S-TEAM (Science-Teacher Education Advanced Methods)
The S-TEAM project aim was to address and combine state-of-the-art knowledge about science education with practical experience in teacher education. The problem was framed at a European level to provide an opportunity for national expertise in science education curricula, pedagogy and practice to be shared.
The Department of Science Education (DSE) had the leadership of Work Package 8 under the S-TEAM project.
Project organisation from DSE: Jens Dolin (PM), Robert Evans, Carl Winsløw and Bjarke Skipper Pedersen (all from DSE).
Project duration: May 2009 - May 2012
- To improve motivation, learning and pupil attitudes in European science education, resulting in increased scientific literacy and recruitment to science-based careers;
- To enable large numbers of teachers to adopt inquiry-based and other proven methods for more effective science teaching;
- To support teachers by providing training in, and access to, innovative methods and research-based knowledge.
The project was financed under the EU FP7 (Science in Society), SiS 2008, Action 2.2.1.1 Innovative Methods in Science Education and involved 25 institutions in 15 countries to provide the widest possible geographical coverage consistent with the available funding.

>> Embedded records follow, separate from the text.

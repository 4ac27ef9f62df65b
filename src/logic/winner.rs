//! Winner resolution for a single match, including penalty shootouts.

use crate::models::{GameMatch, Stage};

/// Winning team id, or `None` if the match is unplayed or undecided.
///
/// Level scores are decided by the shootout when both penalty scores are
/// present; otherwise the match is a draw with no winner.
pub fn match_winner(m: &GameMatch) -> Option<&str> {
    let (home, away) = (m.home_score?, m.away_score?);
    if home > away {
        return Some(&m.home_team_id);
    }
    if away > home {
        return Some(&m.away_team_id);
    }
    match (m.home_penalty, m.away_penalty) {
        (Some(hp), Some(ap)) if hp > ap => Some(&m.home_team_id),
        (Some(hp), Some(ap)) if ap > hp => Some(&m.away_team_id),
        _ => None,
    }
}

/// Champion: winner of the finished final, if there is one.
pub fn champion(matches: &[GameMatch]) -> Option<&str> {
    matches
        .iter()
        .find(|m| m.stage == Stage::Final && m.is_finished())
        .and_then(match_winner)
}

/// Champion of `current` if it differs from the one in `previous`: the update
/// that decided (or changed) the final.
pub fn new_champion<'a>(previous: &[GameMatch], current: &'a [GameMatch]) -> Option<&'a str> {
    let before = champion(previous);
    champion(current).filter(|winner| before != Some(*winner))
}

- To integrate scientific literacy into teacher education in order to provide teachers at primary and secondary levels with the specific competencies required to teach all its aspects of scientific literacy.

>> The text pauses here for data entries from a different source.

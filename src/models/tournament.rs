//! Tournament, its format and bracket configuration.

use crate::models::game::{GameMatch, MatchId, Stage};
use crate::models::team::{Team, TeamId};
use chrono::{DateTime, Utc};
use serde::{Deserialize, Serialize};
use uuid::Uuid;

/// Errors that can occur during tournament operations.
#[derive(Clone, Debug, Eq, PartialEq)]
pub enum TournamentError {
    /// Tournament is not in a state that allows this action.
    InvalidState,
    /// Tournament or team name is blank.
    EmptyName,
    /// Need at least 2 teams.
    NotEnoughTeams,
    /// A team with this name already exists (names are unique, case-insensitive).
    DuplicateTeamName(String),
    /// Teams cannot be split evenly into the requested number of groups.
    UnevenGroups { teams: usize, groups: usize },
    /// Group count / advancing count do not describe a playable bracket.
    InvalidBracket(String),
    MatchNotFound(MatchId),
    /// A match side is not in the roster (unknown id or the TBD placeholder).
    TeamNotFound(TeamId),
    /// Knockout match ended level and no shootout score was given.
    KnockoutDrawNeedsPenalties,
    /// Shootout scores are equal.
    PenaltyShootoutDraw,
    TournamentNotFound(TournamentId),
    /// The backing store could not be accessed.
    StoreUnavailable,
    /// Snapshot or export could not be (de)serialized.
    Serialization(String),
}

impl std::fmt::Display for TournamentError {
    fn fmt(&self, f: &mut std::fmt::Formatter<'_>) -> std::fmt::Result {
        match self {
            TournamentError::InvalidState => write!(f, "Invalid state for this action"),
            TournamentError::EmptyName => write!(f, "Name cannot be empty"),
            TournamentError::NotEnoughTeams => write!(f, "Need at least 2 teams"),
            TournamentError::DuplicateTeamName(name) => {
                write!(f, "A team named '{}' already exists", name)
            }
            TournamentError::UnevenGroups { teams, groups } => {
                write!(f, "{} teams cannot be split evenly into {} groups", teams, groups)
            }
            TournamentError::InvalidBracket(reason) => write!(f, "Invalid bracket: {}", reason),
            TournamentError::MatchNotFound(_) => write!(f, "Match not found"),
            TournamentError::TeamNotFound(_) => write!(f, "Team not found"),
            TournamentError::KnockoutDrawNeedsPenalties => write!(
                f,
                "Knockout matches cannot end in a draw. Please enter penalty scores."
            ),
            TournamentError::PenaltyShootoutDraw => write!(
                f,
                "Penalty shootout cannot end in a draw. Please enter a winner."
            ),
            TournamentError::TournamentNotFound(_) => write!(f, "No tournament"),
            TournamentError::StoreUnavailable => write!(f, "Tournament store unavailable"),
            TournamentError::Serialization(msg) => write!(f, "Serialization failed: {}", msg),
        }
    }
}

impl std::error::Error for TournamentError {}

/// Unique identifier for a tournament.
pub type TournamentId = Uuid;

/// Competition format. Fixed at creation.
#[derive(Clone, Copy, Debug, Default, Eq, PartialEq, Serialize, Deserialize)]
#[serde(rename_all = "snake_case")]
pub enum TournamentFormat {
    /// Single round-robin table; most points wins.
    #[default]
    League,
    /// Round-robin groups feeding a knockout bracket.
    GroupsKnockout,
}

/// How knockout rounds are derived from the group stage.
#[derive(Clone, Copy, Debug, Eq, PartialEq, Serialize, Deserialize)]
#[serde(tag = "mode", rename_all = "snake_case")]
pub enum BracketConfig {
    /// Any group count; top `advancing_per_group` of each group qualify and
    /// rounds are created one at a time as the previous one completes.
    Generic {
        num_groups: usize,
        advancing_per_group: usize,
    },
    /// Two groups with the fixed A/B seeding table; the final is created early
    /// with TBD sides and filled in as semi-finals are decided.
    LegacyTwoGroup,
}

impl Default for BracketConfig {
    fn default() -> Self {
        BracketConfig::Generic {
            num_groups: 2,
            advancing_per_group: 2,
        }
    }
}

impl BracketConfig {
    pub fn num_groups(&self) -> usize {
        match self {
            BracketConfig::Generic { num_groups, .. } => *num_groups,
            BracketConfig::LegacyTwoGroup => 2,
        }
    }
}

/// Who can see the tournament. Passed through untouched by the engine.
#[derive(Clone, Copy, Debug, Default, Eq, PartialEq, Serialize, Deserialize)]
#[serde(rename_all = "snake_case")]
pub enum Visibility {
    #[default]
    Public,
    Private,
}

/// Full tournament snapshot: roster, fixtures and results.
#[derive(Clone, Debug, PartialEq, Serialize, Deserialize)]
pub struct Tournament {
    pub id: TournamentId,
    pub name: String,
    pub format: TournamentFormat,
    /// Ranked by the last standings computation.
    pub teams: Vec<Team>,
    pub matches: Vec<GameMatch>,
    /// Group labels in display order, e.g. `["A", "B"]`. Empty for a league.
    pub groups: Vec<String>,
    /// Informational only; never drives progression.
    pub current_stage: Stage,
    pub created_at: DateTime<Utc>,
    /// Set only for the groups + knockout format.
    #[serde(default, skip_serializing_if = "Option::is_none")]
    pub bracket: Option<BracketConfig>,
    #[serde(default)]
    pub visibility: Visibility,
}

impl Tournament {
    /// Empty tournament of the given format; setup fills teams and fixtures.
    pub fn new(name: impl Into<String>, format: TournamentFormat) -> Self {
        Self {
            id: Uuid::new_v4(),
            name: name.into(),
            format,
            teams: Vec::new(),
            matches: Vec::new(),
            groups: Vec::new(),
            current_stage: Stage::Group,
            created_at: Utc::now(),
            bracket: None,
            visibility: Visibility::default(),
        }
    }

    pub fn team(&self, id: &str) -> Option<&Team> {
        self.teams.iter().find(|t| t.id == id)
    }

    pub fn get_match(&self, id: &str) -> Option<&GameMatch> {
        self.matches.iter().find(|m| m.id == id)
    }

    /// Bracket configuration, falling back to the two-group default.
    pub fn bracket_config(&self) -> BracketConfig {
        self.bracket.unwrap_or_default()
    }

    /// Teams of one group in table order.
    pub fn group_table(&self, group: &str) -> Vec<&Team> {
        self.teams
            .iter()
            .filter(|t| t.group.as_deref() == Some(group))
            .collect()
    }

    /// Matches of one stage in creation order.
    pub fn matches_in_stage(&self, stage: Stage) -> Vec<&GameMatch> {
        self.matches.iter().filter(|m| m.stage == stage).collect()
    }
}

DSE incorporated research and practice-based methodologies for achieving scientific literacy teaching competencies into a training package for teacher educators. This package included annotated videos of teaching for scientific literacy. It was designed to be useable in several ways, including workshops, short courses and on-line.
8.1 Overview report on scientific literacy policy (12)
8.2 Training package on competence development through scientific literacy (18)
8.3 Training package for new science teachers on maximizing student interest in biology (18)
8.4 Training package for new science teachers on the use of drama in scientific literacy (18)
8.5 Training package on combining arts and science - the Water project (30)
8.6 Training package for new science teachers on media and the nature of science (24)
8.7 Report on dimensions of scientific literacy (24)
(The months when each of the above deliverables was due, starting from May 1, 2009, are quoted after each deliverable.)
- Training packages, course units, teacher education modules
- Video-based resources, as Web-based content
- Workshops, seminars and conferences
- Books, articles and reports
All of these have the purpose of helping teachers, teacher educators and other stakeholders to use different and more effective methods, based on previous research or other activities carried out by the partners. In some cases the deliverable functioned by providing both information and opportunities for increased self-understanding. In all cases the emphasis with training packages was on achieving the maximum impact by tailoring the package to the needs of teachers.